▶ Task brief
Go line by line through the data and copy those with the word "returned".

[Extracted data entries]
◆ ◆ ◆ ◆ ◆ ◆ ◆
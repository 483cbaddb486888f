//! Process configuration from environment variables.
//!
//! Audit parameters live in the YAML profile ([`crate::profile`]); this is
//! only what varies per deployment: credentials, endpoints, logging.

use std::path::PathBuf;

use thiserror::Error;

#[derive(Debug, Error)]
pub enum ConfigError {
    #[error("missing required environment variable: {0}")]
    MissingEnvVar(String),

    #[error("invalid value for environment variable {var}: {reason}")]
    InvalidEnvVar { var: String, reason: String },
}

#[derive(Clone)]
pub struct AppConfig {
    /// Bearer token for the Sheets values API.
    pub sheets_token: String,
    /// Push access token for the primary recipient.
    pub notice_token: String,
    /// Push access token for the administrator.
    pub admin_token: String,
    pub profile_path: PathBuf,
    pub log_level: String,
    pub request_timeout_secs: u64,
    pub fetch_max_retries: u32,
    pub fetch_backoff_base_ms: u64,
}

impl std::fmt::Debug for AppConfig {
    fn fmt(&self, f: &mut std::fmt::Formatter<'_>) -> std::fmt::Result {
        f.debug_struct("AppConfig")
            .field("sheets_token", &"[redacted]")
            .field("notice_token", &"[redacted]")
            .field("admin_token", &"[redacted]")
            .field("profile_path", &self.profile_path)
            .field("log_level", &self.log_level)
            .field("request_timeout_secs", &self.request_timeout_secs)
            .field("fetch_max_retries", &self.fetch_max_retries)
            .field("fetch_backoff_base_ms", &self.fetch_backoff_base_ms)
            .finish()
    }
}

/// Load application configuration from environment variables.
///
/// Calls `dotenvy::dotenv().ok()` to load `.env` files before reading env
/// vars.
///
/// # Errors
///
/// Returns `ConfigError` if required env vars are missing or values are
/// invalid.
pub fn load_app_config() -> Result<AppConfig, ConfigError> {
    dotenvy::dotenv().ok();
    load_app_config_from_env()
}

/// Load application configuration from environment variables already in the
/// process, without touching `.env` files.
///
/// # Errors
///
/// Returns `ConfigError` if required env vars are missing or values are
/// invalid.
pub fn load_app_config_from_env() -> Result<AppConfig, ConfigError> {
    build_app_config(|key| std::env::var(key))
}

/// Build application configuration using the provided env-var lookup
/// function, decoupled from the actual environment so it can be tested with
/// a pure `HashMap` lookup.
fn build_app_config<F>(lookup: F) -> Result<AppConfig, ConfigError>
where
    F: Fn(&str) -> Result<String, std::env::VarError>,
{
    let require = |var: &str| -> Result<String, ConfigError> {
        lookup(var).map_err(|_| ConfigError::MissingEnvVar(var.to_string()))
    };

    let or_default = |var: &str, default: &str| -> String {
        lookup(var).unwrap_or_else(|_| default.to_string())
    };

    let parse_u32 = |var: &str, default: &str| -> Result<u32, ConfigError> {
        let raw = or_default(var, default);
        raw.parse::<u32>().map_err(|e| ConfigError::InvalidEnvVar {
            var: var.to_string(),
            reason: e.to_string(),
        })
    };

    let parse_u64 = |var: &str, default: &str| -> Result<u64, ConfigError> {
        let raw = or_default(var, default);
        raw.parse::<u64>().map_err(|e| ConfigError::InvalidEnvVar {
            var: var.to_string(),
            reason: e.to_string(),
        })
    };

    let sheets_token = require("SHEETWATCH_SHEETS_TOKEN")?;
    let notice_token = require("SHEETWATCH_NOTICE_TOKEN")?;
    let admin_token = require("SHEETWATCH_ADMIN_TOKEN")?;

    let profile_path = PathBuf::from(or_default("SHEETWATCH_PROFILE_PATH", "./config/audit.yaml"));
    let log_level = or_default("SHEETWATCH_LOG_LEVEL", "info");
    let request_timeout_secs = parse_u64("SHEETWATCH_REQUEST_TIMEOUT_SECS", "30")?;
    let fetch_max_retries = parse_u32("SHEETWATCH_MAX_RETRIES", "3")?;
    let fetch_backoff_base_ms = parse_u64("SHEETWATCH_RETRY_BACKOFF_BASE_MS", "1000")?;

    Ok(AppConfig {
        sheets_token,
        notice_token,
        admin_token,
        profile_path,
        log_level,
        request_timeout_secs,
        fetch_max_retries,
        fetch_backoff_base_ms,
    })
}

#[cfg(test)]
mod tests {
    use std::collections::HashMap;
    use std::env::VarError;

    use super::*;

    fn lookup_from_map<'a>(
        map: &'a HashMap<&'a str, &'a str>,
    ) -> impl Fn(&str) -> Result<String, VarError> + 'a {
        move |key| {
            map.get(key)
                .map(|v| (*v).to_string())
                .ok_or(VarError::NotPresent)
        }
    }

    /// Returns a map with all required env vars populated.
    fn full_env<'a>() -> HashMap<&'a str, &'a str> {
        let mut m = HashMap::new();
        m.insert("SHEETWATCH_SHEETS_TOKEN", "sheets-token");
        m.insert("SHEETWATCH_NOTICE_TOKEN", "notice-token");
        m.insert("SHEETWATCH_ADMIN_TOKEN", "admin-token");
        m
    }

    #[test]
    fn fails_without_sheets_token() {
        let mut map = full_env();
        map.remove("SHEETWATCH_SHEETS_TOKEN");
        let result = build_app_config(lookup_from_map(&map));
        assert!(
            matches!(result, Err(ConfigError::MissingEnvVar(ref v)) if v == "SHEETWATCH_SHEETS_TOKEN"),
            "expected MissingEnvVar(SHEETWATCH_SHEETS_TOKEN), got: {result:?}"
        );
    }

    #[test]
    fn fails_without_notice_token() {
        let mut map = full_env();
        map.remove("SHEETWATCH_NOTICE_TOKEN");
        let result = build_app_config(lookup_from_map(&map));
        assert!(
            matches!(result, Err(ConfigError::MissingEnvVar(ref v)) if v == "SHEETWATCH_NOTICE_TOKEN"),
            "expected MissingEnvVar(SHEETWATCH_NOTICE_TOKEN), got: {result:?}"
        );
    }

    #[test]
    fn fails_without_admin_token() {
        let mut map = full_env();
        map.remove("SHEETWATCH_ADMIN_TOKEN");
        let result = build_app_config(lookup_from_map(&map));
        assert!(
            matches!(result, Err(ConfigError::MissingEnvVar(ref v)) if v == "SHEETWATCH_ADMIN_TOKEN"),
            "expected MissingEnvVar(SHEETWATCH_ADMIN_TOKEN), got: {result:?}"
        );
    }

    #[test]
    fn succeeds_with_defaults() {
        let cfg = build_app_config(lookup_from_map(&full_env())).expect("config should load");
        assert_eq!(cfg.profile_path, PathBuf::from("./config/audit.yaml"));
        assert_eq!(cfg.log_level, "info");
        assert_eq!(cfg.request_timeout_secs, 30);
        assert_eq!(cfg.fetch_max_retries, 3);
        assert_eq!(cfg.fetch_backoff_base_ms, 1000);
    }

    #[test]
    fn timeout_override_is_parsed() {
        let mut map = full_env();
        map.insert("SHEETWATCH_REQUEST_TIMEOUT_SECS", "60");
        let cfg = build_app_config(lookup_from_map(&map)).unwrap();
        assert_eq!(cfg.request_timeout_secs, 60);
    }

    #[test]
    fn invalid_timeout_is_rejected() {
        let mut map = full_env();
        map.insert("SHEETWATCH_REQUEST_TIMEOUT_SECS", "not-a-number");
        let result = build_app_config(lookup_from_map(&map));
        assert!(
            matches!(result, Err(ConfigError::InvalidEnvVar { ref var, .. }) if var == "SHEETWATCH_REQUEST_TIMEOUT_SECS"),
            "expected InvalidEnvVar(SHEETWATCH_REQUEST_TIMEOUT_SECS), got: {result:?}"
        );
    }

    #[test]
    fn invalid_retry_count_is_rejected() {
        let mut map = full_env();
        map.insert("SHEETWATCH_MAX_RETRIES", "-1");
        let result = build_app_config(lookup_from_map(&map));
        assert!(
            matches!(result, Err(ConfigError::InvalidEnvVar { ref var, .. }) if var == "SHEETWATCH_MAX_RETRIES"),
            "expected InvalidEnvVar(SHEETWATCH_MAX_RETRIES), got: {result:?}"
        );
    }

    #[test]
    fn debug_output_redacts_tokens() {
        let cfg = build_app_config(lookup_from_map(&full_env())).unwrap();
        let rendered = format!("{cfg:?}");
        assert!(!rendered.contains("sheets-token"));
        assert!(!rendered.contains("notice-token"));
        assert!(!rendered.contains("admin-token"));
        assert!(rendered.contains("[redacted]"));
    }
}
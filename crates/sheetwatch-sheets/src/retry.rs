//! Retry with exponential back-off and jitter for the Sheets client.
//!
//! Only transient failures (network-level errors, 5xx responses) are
//! retried; API-level errors and malformed responses are returned
//! immediately.

use std::future::Future;
use std::time::Duration;

use crate::error::SheetsError;

/// Returns `true` for errors that are worth retrying after a back-off delay.
pub(crate) fn is_retriable(err: &SheetsError) -> bool {
    match err {
        SheetsError::Http(e) => {
            e.is_timeout() || e.is_connect() || e.status().is_some_and(|s| s.is_server_error())
        }
        SheetsError::UnexpectedStatus { status, .. } => *status >= 500,
        SheetsError::ApiError(_)
        | SheetsError::Deserialize { .. }
        | SheetsError::InvalidBaseUrl(_) => false,
    }
}

/// Runs `operation` with up to `max_retries` additional attempts on
/// transient errors.
///
/// The delay before the n-th retry is `backoff_base_ms * 2^(n-1)`, capped at
/// 60 s, with ±25 % jitter. Non-retriable errors are returned immediately.
pub(crate) async fn retry_with_backoff<T, F, Fut>(
    max_retries: u32,
    backoff_base_ms: u64,
    mut operation: F,
) -> Result<T, SheetsError>
where
    F: FnMut() -> Fut,
    Fut: Future<Output = Result<T, SheetsError>>,
{
    const MAX_DELAY_MS: u64 = 60_000;
    let mut attempt = 0u32;
    loop {
        match operation().await {
            Ok(value) => return Ok(value),
            Err(err) => {
                if !is_retriable(&err) || attempt >= max_retries {
                    return Err(err);
                }
                attempt += 1;
                let computed = backoff_base_ms.saturating_mul(1u64 << (attempt - 1).min(10));
                let capped = computed.min(MAX_DELAY_MS);
                #[allow(
                    clippy::cast_possible_truncation,
                    clippy::cast_sign_loss,
                    clippy::cast_precision_loss
                )]
                let delay_ms = (capped as f64 * (rand::random::<f64>() * 0.5 + 0.75)) as u64;
                tracing::warn!(
                    attempt,
                    max_retries,
                    delay_ms,
                    error = %err,
                    "Sheets transient error, retrying after back-off"
                );
                tokio::time::sleep(Duration::from_millis(delay_ms)).await;
            }
        }
    }
}
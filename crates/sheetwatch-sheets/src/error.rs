use thiserror::Error;

/// Errors returned by the Sheets values-API client.
#[derive(Debug, Error)]
pub enum SheetsError {
    /// Network or TLS failure from the underlying HTTP client.
    #[error("HTTP error: {0}")]
    Http(#[from] reqwest::Error),

    /// The Sheets API returned an error envelope with a message.
    #[error("Sheets API error: {0}")]
    ApiError(String),

    /// Non-2xx response whose body was not the standard error envelope.
    #[error("unexpected HTTP status {status} from {url}")]
    UnexpectedStatus { status: u16, url: String },

    /// The response body could not be deserialized into the expected shape.
    #[error("JSON deserialization error for {context}: {source}")]
    Deserialize {
        context: String,
        #[source]
        source: serde_json::Error,
    },

    /// The configured base URL cannot serve as a request base.
    #[error("invalid base URL: {0}")]
    InvalidBaseUrl(String),
}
◆ ◆ ◆ ◆ ◆ ◆ ◆
▶ Result of this task
//! retried; API-level errors and malformed responses are returned
/// 60 s, with ±25 % jitter. Non-retriable errors are returned immediately.
/// Errors returned by the Sheets values-API client.
    /// The Sheets API returned an error envelope with a message.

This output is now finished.